*What you have to do*.
Copy, from the listing, every line in which the string "scroll" is present.
___
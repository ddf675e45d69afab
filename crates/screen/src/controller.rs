//! macOS implementation of `OsController`.
//!
//! Drives the screen with stock command-line tools:
//! - `cliclick` for mouse movement, clicks, typing, and key presses
//! - `screencapture` + `sips` for screenshots downsampled to target size
//! - `osascript` for scrolling (cliclick has no scroll verb) and app quitting
//!
//! Every helper invocation runs under a timeout; a wedged subprocess must
//! never stall the agent loop.

use std::time::Duration;

use async_trait::async_trait;
use tracing::{debug, warn};

use handsfree_core::action::MouseButton;
use handsfree_core::error::ExecutorError;
use handsfree_core::geometry::DisplayGeometry;
use handsfree_core::os::OsController;

/// Keystrokes per cliclick invocation when typing long text.
const TYPING_GROUP_SIZE: usize = 50;
/// Milliseconds between keystrokes (cliclick `-w` flag).
const TYPING_DELAY_MS: u64 = 2;

/// The shipped macOS controller.
pub struct MacOsController {
    command_timeout: Duration,
}

impl Default for MacOsController {
    fn default() -> Self {
        Self::new(Duration::from_secs(15))
    }
}

impl MacOsController {
    pub fn new(command_timeout: Duration) -> Self {
        Self { command_timeout }
    }

    /// cliclick command code for a click kind.
    fn click_code(button: MouseButton) -> &'static str {
        match button {
            MouseButton::Left => "c",
            MouseButton::Right => "rc",
            MouseButton::Middle => "mc",
            MouseButton::Double => "dc",
            MouseButton::Triple => "tc",
        }
    }

    async fn run(&self, program: &str, args: &[&str]) -> Result<String, ExecutorError> {
        run_cmd(program, args, self.command_timeout).await
    }

    async fn cliclick(&self, args: &[&str]) -> Result<String, ExecutorError> {
        self.run("cliclick", args).await
    }
}

#[async_trait]
impl OsController for MacOsController {
    async fn native_size(&self) -> Result<(u32, u32), ExecutorError> {
        probe_native_size(self.command_timeout).await
    }

    async fn screenshot(&self, geometry: &DisplayGeometry) -> Result<Vec<u8>, ExecutorError> {
        let path = format!(
            "/tmp/handsfree_screen_{}.png",
            uuid::Uuid::new_v4().simple()
        );

        let capture = self.run("screencapture", &["-x", "-t", "png", &path]).await;
        if let Err(e) = capture {
            let _ = tokio::fs::remove_file(&path).await;
            return Err(ExecutorError::CaptureFailed(e.to_string()));
        }

        // A zero-byte file means Screen Recording permission was denied.
        match tokio::fs::metadata(&path).await {
            Ok(meta) if meta.len() == 0 => {
                let _ = tokio::fs::remove_file(&path).await;
                return Err(ExecutorError::CaptureFailed(
                    "Screen Recording permission required (System Settings → Privacy & \
                     Security → Screen Recording)"
                        .into(),
                ));
            }
            Err(e) => {
                return Err(ExecutorError::CaptureFailed(format!(
                    "Cannot stat screenshot: {e}"
                )));
            }
            _ => {}
        }

        // Downsample to the target resolution the model reasons at.
        let resize = self
            .run(
                "sips",
                &[
                    "-z",
                    &geometry.target_height.to_string(),
                    &geometry.target_width.to_string(),
                    &path,
                ],
            )
            .await;
        if let Err(e) = resize {
            warn!(error = %e, "sips downsample failed, sending native-resolution capture");
        }

        let bytes = tokio::fs::read(&path)
            .await
            .map_err(|e| ExecutorError::CaptureFailed(format!("Failed to read screenshot: {e}")))?;
        let _ = tokio::fs::remove_file(&path).await;

        debug!(bytes = bytes.len(), "Captured screenshot");
        Ok(bytes)
    }

    async fn move_mouse(&self, x: u32, y: u32) -> Result<(), ExecutorError> {
        self.cliclick(&[&format!("m:{x},{y}")]).await.map(|_| ())
    }

    async fn click(&self, button: MouseButton, x: u32, y: u32) -> Result<(), ExecutorError> {
        let code = Self::click_code(button);
        self.cliclick(&[&format!("{code}:{x},{y}")]).await.map(|_| ())
    }

    async fn type_text(&self, text: &str) -> Result<(), ExecutorError> {
        // cliclick chokes on very long strings; type in small groups with a
        // short per-keystroke delay, like a fast human.
        let chars: Vec<char> = text.chars().collect();
        for chunk in chars.chunks(TYPING_GROUP_SIZE) {
            let group: String = chunk.iter().collect();
            let wait = TYPING_DELAY_MS.to_string();
            self.cliclick(&["-w", &wait, &format!("t:{group}")]).await?;
        }
        Ok(())
    }

    async fn key_press(&self, combo: &str) -> Result<(), ExecutorError> {
        let args = parse_key_combo(combo);
        let refs: Vec<&str> = args.iter().map(String::as_str).collect();
        self.cliclick(&refs).await.map(|_| ())
    }

    async fn scroll(&self, dx: i32, dy: i32) -> Result<(), ExecutorError> {
        // osascript's vertical scroll is positive-up, matching our dy.
        // Its horizontal scroll is positive-left, so dx flips sign.
        if dy != 0 {
            let script = format!("tell application \"System Events\" to scroll by {dy}");
            self.run("osascript", &["-e", &script]).await?;
        }
        if dx != 0 {
            let script = format!(
                "tell application \"System Events\" to horizontal scroll by {}",
                -dx
            );
            self.run("osascript", &["-e", &script]).await?;
        }
        Ok(())
    }
}

/// Launch (or foreground) an application by name.
pub async fn open_app(name: &str, timeout: Duration) -> Result<(), ExecutorError> {
    run_cmd("open", &["-a", name], timeout).await?;
    // Give the app a beat to come to the foreground.
    tokio::time::sleep(Duration::from_millis(500)).await;
    Ok(())
}

/// Quit an application gracefully via AppleScript.
pub async fn quit_app(name: &str, timeout: Duration) -> Result<(), ExecutorError> {
    let script = format!("tell application \"{name}\" to quit");
    run_cmd("osascript", &["-e", &script], timeout).await.map(|_| ())
}

/// Check that cliclick is installed and Accessibility is granted.
pub async fn check_cliclick(timeout: Duration) -> Result<(), ExecutorError> {
    if run_cmd("which", &["cliclick"], timeout).await.is_err() {
        return Err(ExecutorError::MissingDependency(
            "cliclick not found. Install with: brew install cliclick".into(),
        ));
    }

    // cliclick exits non-zero without Accessibility; a cursor-position query
    // is a side-effect-free probe.
    match run_cmd("cliclick", &["p"], timeout).await {
        Ok(_) => Ok(()),
        Err(e) => {
            let msg = e.to_string().to_lowercase();
            if msg.contains("accessibility") || msg.contains("permission") || msg.contains("not allowed") {
                Err(ExecutorError::MissingDependency(
                    "Accessibility permission required (System Settings → Privacy & \
                     Security → Accessibility)"
                        .into(),
                ))
            } else {
                Err(ExecutorError::Os {
                    action: "cliclick probe".into(),
                    reason: e.to_string(),
                })
            }
        }
    }
}

/// Probe the native display resolution.
///
/// Tries AppKit via python3 first, falling back to `system_profiler` parsing.
pub async fn probe_native_size(timeout: Duration) -> Result<(u32, u32), ExecutorError> {
    if let Ok(out) = run_cmd(
        "python3",
        &[
            "-c",
            "from AppKit import NSScreen; f=NSScreen.mainScreen().frame(); \
             print(int(f.size.width), int(f.size.height))",
        ],
        timeout,
    )
    .await
    {
        if let Some((w, h)) = parse_size_pair(&out) {
            return Ok((w, h));
        }
    }

    let out = run_cmd("system_profiler", &["SPDisplaysDataType"], timeout)
        .await
        .map_err(|e| ExecutorError::Os {
            action: "probe display size".into(),
            reason: e.to_string(),
        })?;

    for line in out.lines() {
        let trimmed = line.trim();
        if trimmed.contains("Resolution:") || trimmed.contains("UI Looks like:") {
            if let Some(pair) = parse_resolution_line(trimmed) {
                return Ok(pair);
            }
        }
    }

    Err(ExecutorError::Os {
        action: "probe display size".into(),
        reason: "no resolution found in system_profiler output".into(),
    })
}

fn parse_size_pair(s: &str) -> Option<(u32, u32)> {
    let mut parts = s.split_whitespace();
    let w: u32 = parts.next()?.parse().ok()?;
    let h: u32 = parts.next()?.parse().ok()?;
    (w > 0 && h > 0).then_some((w, h))
}

/// Parse "Resolution: 3024 x 1964 Retina" style lines.
fn parse_resolution_line(line: &str) -> Option<(u32, u32)> {
    let parts: Vec<&str> = line.split_whitespace().collect();
    for (i, part) in parts.iter().enumerate() {
        if *part == "x" && i > 0 && i + 1 < parts.len() {
            let w: u32 = parts[i - 1].parse().ok()?;
            let h: u32 = parts[i + 1].parse().ok()?;
            if w > 0 && w <= 7680 && h > 0 {
                return Some((w, h));
            }
        }
    }
    None
}

/// Run a command with a timeout, returning trimmed stdout on success.
async fn run_cmd(
    program: &str,
    args: &[&str],
    timeout: Duration,
) -> Result<String, ExecutorError> {
    let result = tokio::time::timeout(
        timeout,
        tokio::process::Command::new(program).args(args).output(),
    )
    .await;

    match result {
        Ok(Ok(output)) => {
            if output.status.success() {
                Ok(String::from_utf8_lossy(&output.stdout).trim().to_string())
            } else {
                let stderr = String::from_utf8_lossy(&output.stderr).trim().to_string();
                Err(ExecutorError::Os {
                    action: program.to_string(),
                    reason: stderr,
                })
            }
        }
        Ok(Err(e)) => Err(ExecutorError::Os {
            action: program.to_string(),
            reason: format!("failed to spawn: {e}"),
        }),
        Err(_) => Err(ExecutorError::Timeout {
            command: program.to_string(),
            timeout_secs: timeout.as_secs(),
        }),
    }
}

/// Parse a key combo string into cliclick arguments.
///
/// Examples:
/// - `"cmd+c"` → `["kd:cmd", "kp:c", "ku:cmd"]`
/// - `"cmd+shift+t"` → `["kd:cmd", "kd:shift", "kp:t", "ku:shift", "ku:cmd"]`
/// - `"enter"` → `["kp:return"]`
fn parse_key_combo(combo: &str) -> Vec<String> {
    let parts: Vec<&str> = combo.split('+').map(str::trim).collect();

    if parts.len() == 1 {
        let key = map_key_name(parts[0]);
        return vec![format!("kp:{key}")];
    }

    // All but the last part are modifiers.
    let modifiers = &parts[..parts.len() - 1];
    let key = map_key_name(parts[parts.len() - 1]);

    let mut args = Vec::new();
    for m in modifiers {
        args.push(format!("kd:{}", map_key_name(m)));
    }
    args.push(format!("kp:{key}"));
    for m in modifiers.iter().rev() {
        args.push(format!("ku:{}", map_key_name(m)));
    }
    args
}

/// Map common key names to cliclick's expected key names.
fn map_key_name(name: &str) -> &str {
    match name.to_lowercase().as_str() {
        "enter" | "return" => "return",
        "esc" | "escape" => "escape",
        "cmd" | "command" | "super" => "cmd",
        "ctrl" | "control" => "ctrl",
        "alt" | "option" | "opt" => "alt",
        "space" | " " => "space",
        "delete" | "backspace" => "delete",
        "up" => "arrow-up",
        "down" => "arrow-down",
        "left" => "arrow-left",
        "right" => "arrow-right",
        "pageup" | "page_up" => "page-up",
        "pagedown" | "page_down" => "page-down",
        // Single characters and already-correct names pass through.
        _ => name,
    }
}

#[cfg(test)]
mod tests {
    use super::*;

    #[test]
    fn click_codes() {
        assert_eq!(MacOsController::click_code(MouseButton::Left), "c");
        assert_eq!(MacOsController::click_code(MouseButton::Right), "rc");
        assert_eq!(MacOsController::click_code(MouseButton::Middle), "mc");
        assert_eq!(MacOsController::click_code(MouseButton::Double), "dc");
        assert_eq!(MacOsController::click_code(MouseButton::Triple), "tc");
    }

    #[test]
    fn parse_single_key() {
        assert_eq!(parse_key_combo("enter"), vec!["kp:return"]);
        assert_eq!(parse_key_combo("tab"), vec!["kp:tab"]);
        assert_eq!(parse_key_combo("escape"), vec!["kp:escape"]);
    }

    #[test]
    fn parse_key_with_modifier() {
        assert_eq!(parse_key_combo("cmd+c"), vec!["kd:cmd", "kp:c", "ku:cmd"]);
    }

    #[test]
    fn parse_key_with_multiple_modifiers() {
        assert_eq!(
            parse_key_combo("cmd+shift+t"),
            vec!["kd:cmd", "kd:shift", "kp:t", "ku:shift", "ku:cmd"]
        );
    }

    #[test]
    fn parse_arrow_keys() {
        assert_eq!(parse_key_combo("up"), vec!["kp:arrow-up"]);
        assert_eq!(
            parse_key_combo("cmd+left"),
            vec!["kd:cmd", "kp:arrow-left", "ku:cmd"]
        );
    }

    #[test]
    fn map_key_names() {
        assert_eq!(map_key_name("enter"), "return");
        assert_eq!(map_key_name("esc"), "escape");
        assert_eq!(map_key_name("command"), "cmd");
        assert_eq!(map_key_name("option"), "alt");
        assert_eq!(map_key_name("backspace"), "delete");
        assert_eq!(map_key_name("a"), "a");
    }

    #[test]
    fn parse_resolution_lines() {
        assert_eq!(
            parse_resolution_line("Resolution: 3024 x 1964 Retina"),
            Some((3024, 1964))
        );
        assert_eq!(
            parse_resolution_line("UI Looks like: 1512 x 982 @ 120.00Hz"),
            Some((1512, 982))
        );
        assert_eq!(parse_resolution_line("Chipset Model: Apple M3"), None);
    }

    #[test]
    fn parse_size_pairs() {
        assert_eq!(parse_size_pair("2880 1800"), Some((2880, 1800)));
        assert_eq!(parse_size_pair("0 1800"), None);
        assert_eq!(parse_size_pair("garbage"), None);
    }

    #[tokio::test]
    async fn run_cmd_reports_missing_program() {
        let err = run_cmd("definitely-not-a-real-binary", &[], Duration::from_secs(1))
            .await
            .unwrap_err();
        assert!(matches!(err, ExecutorError::Os { .. }));
    }
}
___
*Expected output*.
//! - `osascript` for scrolling (cliclick has no scroll verb) and app quitting
    async fn scroll(&self, dx: i32, dy: i32) -> Result<(), ExecutorError> {
        // osascript's vertical scroll is positive-up, matching our dy.
        // Its horizontal scroll is positive-left, so dx flips sign.
            let script = format!("tell application \"System Events\" to scroll by {dy}");
                "tell application \"System Events\" to horizontal scroll by {}",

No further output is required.